Dataset entries
============
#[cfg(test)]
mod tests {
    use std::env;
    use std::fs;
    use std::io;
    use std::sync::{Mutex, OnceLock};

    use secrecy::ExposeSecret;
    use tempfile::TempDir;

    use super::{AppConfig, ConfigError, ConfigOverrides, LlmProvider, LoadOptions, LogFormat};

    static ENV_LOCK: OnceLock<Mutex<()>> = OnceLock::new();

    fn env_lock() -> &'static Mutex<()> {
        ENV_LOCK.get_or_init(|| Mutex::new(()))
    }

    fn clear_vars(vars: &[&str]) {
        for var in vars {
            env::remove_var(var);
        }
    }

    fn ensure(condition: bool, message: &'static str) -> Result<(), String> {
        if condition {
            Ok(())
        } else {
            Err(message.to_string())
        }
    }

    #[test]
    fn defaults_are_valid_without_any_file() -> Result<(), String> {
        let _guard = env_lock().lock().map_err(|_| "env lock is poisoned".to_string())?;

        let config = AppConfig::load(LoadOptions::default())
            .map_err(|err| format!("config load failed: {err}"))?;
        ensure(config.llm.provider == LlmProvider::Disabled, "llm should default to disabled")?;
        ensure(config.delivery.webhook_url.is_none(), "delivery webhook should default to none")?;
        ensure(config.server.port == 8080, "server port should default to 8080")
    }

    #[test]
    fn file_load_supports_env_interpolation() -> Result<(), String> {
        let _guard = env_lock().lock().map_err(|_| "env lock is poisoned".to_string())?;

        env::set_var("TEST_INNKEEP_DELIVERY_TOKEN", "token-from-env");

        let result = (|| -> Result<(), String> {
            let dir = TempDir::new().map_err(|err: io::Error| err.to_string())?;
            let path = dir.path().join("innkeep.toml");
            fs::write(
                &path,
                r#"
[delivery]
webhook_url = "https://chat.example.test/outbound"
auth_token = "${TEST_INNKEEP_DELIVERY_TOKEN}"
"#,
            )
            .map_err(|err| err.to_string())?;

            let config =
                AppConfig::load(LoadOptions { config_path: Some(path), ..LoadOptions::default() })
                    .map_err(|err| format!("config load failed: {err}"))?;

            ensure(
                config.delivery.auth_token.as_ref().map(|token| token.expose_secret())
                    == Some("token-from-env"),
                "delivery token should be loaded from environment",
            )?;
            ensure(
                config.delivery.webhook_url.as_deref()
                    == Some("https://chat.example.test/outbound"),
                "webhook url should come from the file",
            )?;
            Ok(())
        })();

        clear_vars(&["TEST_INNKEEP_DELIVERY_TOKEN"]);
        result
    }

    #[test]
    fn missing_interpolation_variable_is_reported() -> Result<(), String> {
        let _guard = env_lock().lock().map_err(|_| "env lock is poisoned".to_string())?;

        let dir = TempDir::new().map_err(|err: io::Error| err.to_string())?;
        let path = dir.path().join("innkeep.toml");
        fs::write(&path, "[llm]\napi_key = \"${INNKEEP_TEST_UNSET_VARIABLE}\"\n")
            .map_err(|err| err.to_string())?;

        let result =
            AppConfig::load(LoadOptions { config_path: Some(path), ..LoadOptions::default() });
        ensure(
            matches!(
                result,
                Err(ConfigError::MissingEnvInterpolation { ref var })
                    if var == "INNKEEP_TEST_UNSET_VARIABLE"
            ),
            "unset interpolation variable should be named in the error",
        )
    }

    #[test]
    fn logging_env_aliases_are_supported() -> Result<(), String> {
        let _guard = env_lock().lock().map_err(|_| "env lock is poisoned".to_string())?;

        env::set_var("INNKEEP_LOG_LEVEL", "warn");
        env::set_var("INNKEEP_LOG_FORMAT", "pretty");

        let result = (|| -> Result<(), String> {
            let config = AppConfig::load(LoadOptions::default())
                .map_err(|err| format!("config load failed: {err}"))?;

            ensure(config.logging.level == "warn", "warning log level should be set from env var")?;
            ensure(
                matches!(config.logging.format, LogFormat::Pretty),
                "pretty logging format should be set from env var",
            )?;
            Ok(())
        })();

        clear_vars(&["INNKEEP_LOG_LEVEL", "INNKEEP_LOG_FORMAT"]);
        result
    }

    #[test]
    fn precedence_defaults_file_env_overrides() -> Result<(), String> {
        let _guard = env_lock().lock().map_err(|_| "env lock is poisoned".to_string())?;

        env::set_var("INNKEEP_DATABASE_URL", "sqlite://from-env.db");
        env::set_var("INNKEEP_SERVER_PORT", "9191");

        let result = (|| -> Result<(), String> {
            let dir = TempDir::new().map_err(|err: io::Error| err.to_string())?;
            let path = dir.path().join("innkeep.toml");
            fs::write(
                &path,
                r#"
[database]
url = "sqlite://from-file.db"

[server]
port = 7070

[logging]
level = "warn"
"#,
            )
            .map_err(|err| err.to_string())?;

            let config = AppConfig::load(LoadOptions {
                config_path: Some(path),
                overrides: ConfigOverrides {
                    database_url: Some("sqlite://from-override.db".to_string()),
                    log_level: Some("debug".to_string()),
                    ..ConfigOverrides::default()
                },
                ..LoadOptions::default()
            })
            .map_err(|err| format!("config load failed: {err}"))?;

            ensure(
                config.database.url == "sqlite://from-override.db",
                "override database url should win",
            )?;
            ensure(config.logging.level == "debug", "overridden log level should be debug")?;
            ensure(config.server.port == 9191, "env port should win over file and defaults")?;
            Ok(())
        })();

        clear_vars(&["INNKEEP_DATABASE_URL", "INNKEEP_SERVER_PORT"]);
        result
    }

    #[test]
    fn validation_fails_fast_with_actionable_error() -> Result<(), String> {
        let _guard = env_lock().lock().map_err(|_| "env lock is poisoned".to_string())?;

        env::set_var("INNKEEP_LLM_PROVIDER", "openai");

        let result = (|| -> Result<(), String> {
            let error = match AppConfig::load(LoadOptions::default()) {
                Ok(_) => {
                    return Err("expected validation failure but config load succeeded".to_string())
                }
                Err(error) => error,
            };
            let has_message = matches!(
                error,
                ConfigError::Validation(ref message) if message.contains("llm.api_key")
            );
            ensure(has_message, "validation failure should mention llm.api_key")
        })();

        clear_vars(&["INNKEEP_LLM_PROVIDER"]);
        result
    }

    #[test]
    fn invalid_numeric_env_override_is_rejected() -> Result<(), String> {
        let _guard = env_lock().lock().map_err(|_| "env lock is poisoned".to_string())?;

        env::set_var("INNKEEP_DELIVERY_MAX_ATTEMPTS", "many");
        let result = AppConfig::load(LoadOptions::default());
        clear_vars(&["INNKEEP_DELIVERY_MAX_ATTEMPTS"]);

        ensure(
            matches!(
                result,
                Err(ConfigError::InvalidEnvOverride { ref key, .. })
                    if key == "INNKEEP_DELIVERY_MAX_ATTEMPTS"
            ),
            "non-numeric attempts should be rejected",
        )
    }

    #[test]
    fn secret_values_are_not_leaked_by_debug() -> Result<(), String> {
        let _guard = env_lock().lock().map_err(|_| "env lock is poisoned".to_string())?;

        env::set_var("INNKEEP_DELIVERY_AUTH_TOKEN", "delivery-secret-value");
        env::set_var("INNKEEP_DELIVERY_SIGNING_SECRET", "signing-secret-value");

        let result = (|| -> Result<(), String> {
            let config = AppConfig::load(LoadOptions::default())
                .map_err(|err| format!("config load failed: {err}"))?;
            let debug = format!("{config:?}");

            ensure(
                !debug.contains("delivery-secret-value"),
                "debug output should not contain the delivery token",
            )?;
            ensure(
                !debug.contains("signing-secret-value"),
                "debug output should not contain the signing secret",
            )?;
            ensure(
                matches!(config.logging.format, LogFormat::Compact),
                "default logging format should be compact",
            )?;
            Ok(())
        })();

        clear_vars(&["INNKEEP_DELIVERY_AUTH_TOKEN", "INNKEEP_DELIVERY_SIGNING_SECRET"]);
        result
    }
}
============
_TASK ITEM_.
The string "matches" marks the lines to copy; report each of them from the data above.

_REPLY TO THE TASK_.
            matches!(
                matches!(config.logging.format, LogFormat::Pretty),
            let has_message = matches!(
            matches!(
                matches!(config.logging.format, LogFormat::Compact),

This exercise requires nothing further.